◆ **TASK DESCRIPTION**
Look for the string "crates" in the listing below, then copy every line that has it.

◆ **RECORDS PROVIDED**

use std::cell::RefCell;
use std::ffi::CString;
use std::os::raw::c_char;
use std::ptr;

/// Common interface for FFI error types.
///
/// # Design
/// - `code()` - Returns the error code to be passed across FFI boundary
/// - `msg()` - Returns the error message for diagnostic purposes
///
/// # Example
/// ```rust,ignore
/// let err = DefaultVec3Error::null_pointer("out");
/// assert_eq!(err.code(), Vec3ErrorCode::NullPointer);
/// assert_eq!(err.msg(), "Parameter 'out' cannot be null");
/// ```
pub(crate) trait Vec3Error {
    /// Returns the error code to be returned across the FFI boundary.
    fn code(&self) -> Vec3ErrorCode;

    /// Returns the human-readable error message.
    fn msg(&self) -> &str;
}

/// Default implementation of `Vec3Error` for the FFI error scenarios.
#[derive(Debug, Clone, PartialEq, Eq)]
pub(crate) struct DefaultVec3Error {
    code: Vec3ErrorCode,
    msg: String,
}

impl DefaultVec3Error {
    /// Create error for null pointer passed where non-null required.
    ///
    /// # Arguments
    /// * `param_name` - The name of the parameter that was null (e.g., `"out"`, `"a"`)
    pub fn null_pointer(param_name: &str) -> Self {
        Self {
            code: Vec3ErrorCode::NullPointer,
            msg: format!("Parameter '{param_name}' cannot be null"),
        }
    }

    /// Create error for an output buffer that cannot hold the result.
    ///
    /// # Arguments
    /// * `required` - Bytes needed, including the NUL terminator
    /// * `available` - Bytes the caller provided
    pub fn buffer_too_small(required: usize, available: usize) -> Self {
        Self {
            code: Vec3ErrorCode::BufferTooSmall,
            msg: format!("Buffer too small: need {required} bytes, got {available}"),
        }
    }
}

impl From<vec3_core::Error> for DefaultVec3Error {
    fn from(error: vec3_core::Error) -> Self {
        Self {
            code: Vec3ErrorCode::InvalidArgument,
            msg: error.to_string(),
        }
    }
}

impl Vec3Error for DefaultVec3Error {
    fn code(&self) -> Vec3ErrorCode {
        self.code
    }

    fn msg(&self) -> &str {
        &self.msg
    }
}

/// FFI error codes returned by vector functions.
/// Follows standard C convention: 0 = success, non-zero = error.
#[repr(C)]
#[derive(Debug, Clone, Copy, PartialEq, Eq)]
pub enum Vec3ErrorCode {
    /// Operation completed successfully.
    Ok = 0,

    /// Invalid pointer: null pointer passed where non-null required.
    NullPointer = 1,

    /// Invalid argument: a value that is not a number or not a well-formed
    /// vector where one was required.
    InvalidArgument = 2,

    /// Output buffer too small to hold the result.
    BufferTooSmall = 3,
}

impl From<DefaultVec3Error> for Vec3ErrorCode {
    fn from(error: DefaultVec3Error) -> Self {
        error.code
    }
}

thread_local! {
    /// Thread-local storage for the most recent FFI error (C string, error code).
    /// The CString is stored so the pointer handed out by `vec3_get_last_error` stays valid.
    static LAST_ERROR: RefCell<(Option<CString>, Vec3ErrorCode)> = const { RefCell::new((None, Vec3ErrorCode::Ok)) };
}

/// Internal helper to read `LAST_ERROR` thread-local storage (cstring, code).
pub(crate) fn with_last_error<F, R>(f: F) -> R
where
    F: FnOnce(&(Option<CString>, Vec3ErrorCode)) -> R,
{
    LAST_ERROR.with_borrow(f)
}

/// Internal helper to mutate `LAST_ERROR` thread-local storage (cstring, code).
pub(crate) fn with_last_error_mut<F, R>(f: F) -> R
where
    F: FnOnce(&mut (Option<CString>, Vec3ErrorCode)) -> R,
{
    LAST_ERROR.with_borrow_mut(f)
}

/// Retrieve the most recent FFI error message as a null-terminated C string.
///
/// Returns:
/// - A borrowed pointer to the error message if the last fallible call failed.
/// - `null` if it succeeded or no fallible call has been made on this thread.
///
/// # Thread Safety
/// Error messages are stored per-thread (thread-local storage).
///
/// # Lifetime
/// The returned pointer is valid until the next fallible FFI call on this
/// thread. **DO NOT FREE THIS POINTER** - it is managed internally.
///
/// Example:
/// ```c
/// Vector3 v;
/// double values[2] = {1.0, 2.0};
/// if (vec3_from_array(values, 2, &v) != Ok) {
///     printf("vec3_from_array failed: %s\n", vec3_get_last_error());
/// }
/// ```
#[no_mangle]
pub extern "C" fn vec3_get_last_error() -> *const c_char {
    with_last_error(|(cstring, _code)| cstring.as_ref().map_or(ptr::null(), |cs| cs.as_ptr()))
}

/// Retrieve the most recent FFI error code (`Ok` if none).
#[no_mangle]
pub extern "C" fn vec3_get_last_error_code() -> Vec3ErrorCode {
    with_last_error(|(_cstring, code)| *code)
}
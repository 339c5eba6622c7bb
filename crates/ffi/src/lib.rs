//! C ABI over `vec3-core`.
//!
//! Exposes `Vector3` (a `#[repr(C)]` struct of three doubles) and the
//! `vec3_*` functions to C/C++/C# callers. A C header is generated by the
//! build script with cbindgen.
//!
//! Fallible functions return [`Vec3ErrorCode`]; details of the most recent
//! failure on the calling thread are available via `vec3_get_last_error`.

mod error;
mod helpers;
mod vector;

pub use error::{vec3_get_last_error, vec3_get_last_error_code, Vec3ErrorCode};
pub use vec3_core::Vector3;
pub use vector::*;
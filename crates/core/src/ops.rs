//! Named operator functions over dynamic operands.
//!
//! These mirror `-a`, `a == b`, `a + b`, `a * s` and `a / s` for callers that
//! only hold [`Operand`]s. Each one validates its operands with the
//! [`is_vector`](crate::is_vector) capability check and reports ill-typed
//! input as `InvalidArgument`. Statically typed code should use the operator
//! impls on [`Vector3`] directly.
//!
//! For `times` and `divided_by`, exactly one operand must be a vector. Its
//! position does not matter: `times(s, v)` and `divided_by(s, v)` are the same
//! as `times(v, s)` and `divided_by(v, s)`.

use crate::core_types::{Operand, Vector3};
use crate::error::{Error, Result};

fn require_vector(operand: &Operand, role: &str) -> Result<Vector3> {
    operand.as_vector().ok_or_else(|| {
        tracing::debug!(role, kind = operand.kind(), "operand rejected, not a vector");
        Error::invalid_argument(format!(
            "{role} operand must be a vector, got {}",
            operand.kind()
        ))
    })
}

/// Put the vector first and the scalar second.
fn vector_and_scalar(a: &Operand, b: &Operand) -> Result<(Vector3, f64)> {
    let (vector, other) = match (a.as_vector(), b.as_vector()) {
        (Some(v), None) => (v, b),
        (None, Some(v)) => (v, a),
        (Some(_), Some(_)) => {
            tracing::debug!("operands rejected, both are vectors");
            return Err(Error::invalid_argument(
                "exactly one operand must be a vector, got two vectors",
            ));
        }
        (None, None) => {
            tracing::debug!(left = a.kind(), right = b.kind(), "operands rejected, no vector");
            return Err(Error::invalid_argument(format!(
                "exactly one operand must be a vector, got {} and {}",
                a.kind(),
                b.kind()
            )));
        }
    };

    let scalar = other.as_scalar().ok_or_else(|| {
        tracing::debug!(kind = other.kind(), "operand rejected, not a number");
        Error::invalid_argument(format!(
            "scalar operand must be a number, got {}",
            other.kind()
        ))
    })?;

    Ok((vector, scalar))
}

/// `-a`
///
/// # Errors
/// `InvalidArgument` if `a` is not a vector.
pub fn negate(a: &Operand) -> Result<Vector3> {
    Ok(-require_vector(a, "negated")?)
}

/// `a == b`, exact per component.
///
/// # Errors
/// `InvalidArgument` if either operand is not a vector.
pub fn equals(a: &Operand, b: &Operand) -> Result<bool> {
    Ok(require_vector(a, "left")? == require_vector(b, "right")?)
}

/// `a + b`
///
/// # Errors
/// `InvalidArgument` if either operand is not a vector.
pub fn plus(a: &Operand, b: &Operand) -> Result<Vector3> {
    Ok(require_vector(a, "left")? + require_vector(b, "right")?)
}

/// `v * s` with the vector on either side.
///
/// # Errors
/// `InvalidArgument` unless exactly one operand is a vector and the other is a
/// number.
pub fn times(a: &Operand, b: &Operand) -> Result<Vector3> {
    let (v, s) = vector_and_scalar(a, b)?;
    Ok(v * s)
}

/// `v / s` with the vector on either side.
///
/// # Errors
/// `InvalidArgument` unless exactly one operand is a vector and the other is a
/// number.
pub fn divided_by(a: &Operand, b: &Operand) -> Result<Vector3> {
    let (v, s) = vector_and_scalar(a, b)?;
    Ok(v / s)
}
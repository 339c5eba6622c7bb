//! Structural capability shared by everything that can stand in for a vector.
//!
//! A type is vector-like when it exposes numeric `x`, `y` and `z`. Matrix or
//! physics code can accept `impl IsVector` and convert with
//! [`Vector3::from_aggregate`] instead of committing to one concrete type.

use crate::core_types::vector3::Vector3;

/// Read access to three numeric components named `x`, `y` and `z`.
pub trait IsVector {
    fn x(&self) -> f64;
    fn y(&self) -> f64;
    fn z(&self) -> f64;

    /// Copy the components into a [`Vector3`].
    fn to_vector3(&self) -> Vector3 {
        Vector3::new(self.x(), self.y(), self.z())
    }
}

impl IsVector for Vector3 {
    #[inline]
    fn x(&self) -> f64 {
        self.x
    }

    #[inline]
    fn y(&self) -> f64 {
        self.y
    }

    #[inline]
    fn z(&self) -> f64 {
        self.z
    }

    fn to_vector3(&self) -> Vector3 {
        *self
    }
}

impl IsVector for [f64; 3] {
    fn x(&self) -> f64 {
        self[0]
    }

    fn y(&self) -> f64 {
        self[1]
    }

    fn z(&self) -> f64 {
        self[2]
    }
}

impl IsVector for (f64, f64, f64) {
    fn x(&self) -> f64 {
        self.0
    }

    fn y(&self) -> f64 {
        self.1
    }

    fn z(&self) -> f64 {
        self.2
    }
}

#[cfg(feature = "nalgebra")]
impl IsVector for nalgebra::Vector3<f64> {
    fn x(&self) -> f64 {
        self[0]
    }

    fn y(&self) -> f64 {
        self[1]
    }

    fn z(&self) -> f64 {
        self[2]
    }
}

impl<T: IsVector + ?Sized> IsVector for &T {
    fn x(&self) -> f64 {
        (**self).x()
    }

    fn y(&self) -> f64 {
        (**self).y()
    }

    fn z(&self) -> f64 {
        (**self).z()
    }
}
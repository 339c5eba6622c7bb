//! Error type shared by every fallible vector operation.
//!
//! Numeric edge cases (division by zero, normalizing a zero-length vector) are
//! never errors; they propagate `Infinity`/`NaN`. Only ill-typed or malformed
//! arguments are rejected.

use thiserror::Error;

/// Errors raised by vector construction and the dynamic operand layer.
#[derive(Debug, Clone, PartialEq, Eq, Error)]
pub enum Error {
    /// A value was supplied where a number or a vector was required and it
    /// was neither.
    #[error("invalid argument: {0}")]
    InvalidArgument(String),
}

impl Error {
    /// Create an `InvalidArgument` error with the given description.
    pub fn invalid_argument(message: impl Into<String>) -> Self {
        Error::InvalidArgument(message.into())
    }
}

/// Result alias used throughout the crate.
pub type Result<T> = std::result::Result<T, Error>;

◆ **RESULT OF THE TASK**
filename crates/ffi/src/lib.rs
filename crates/core/src/ops.rs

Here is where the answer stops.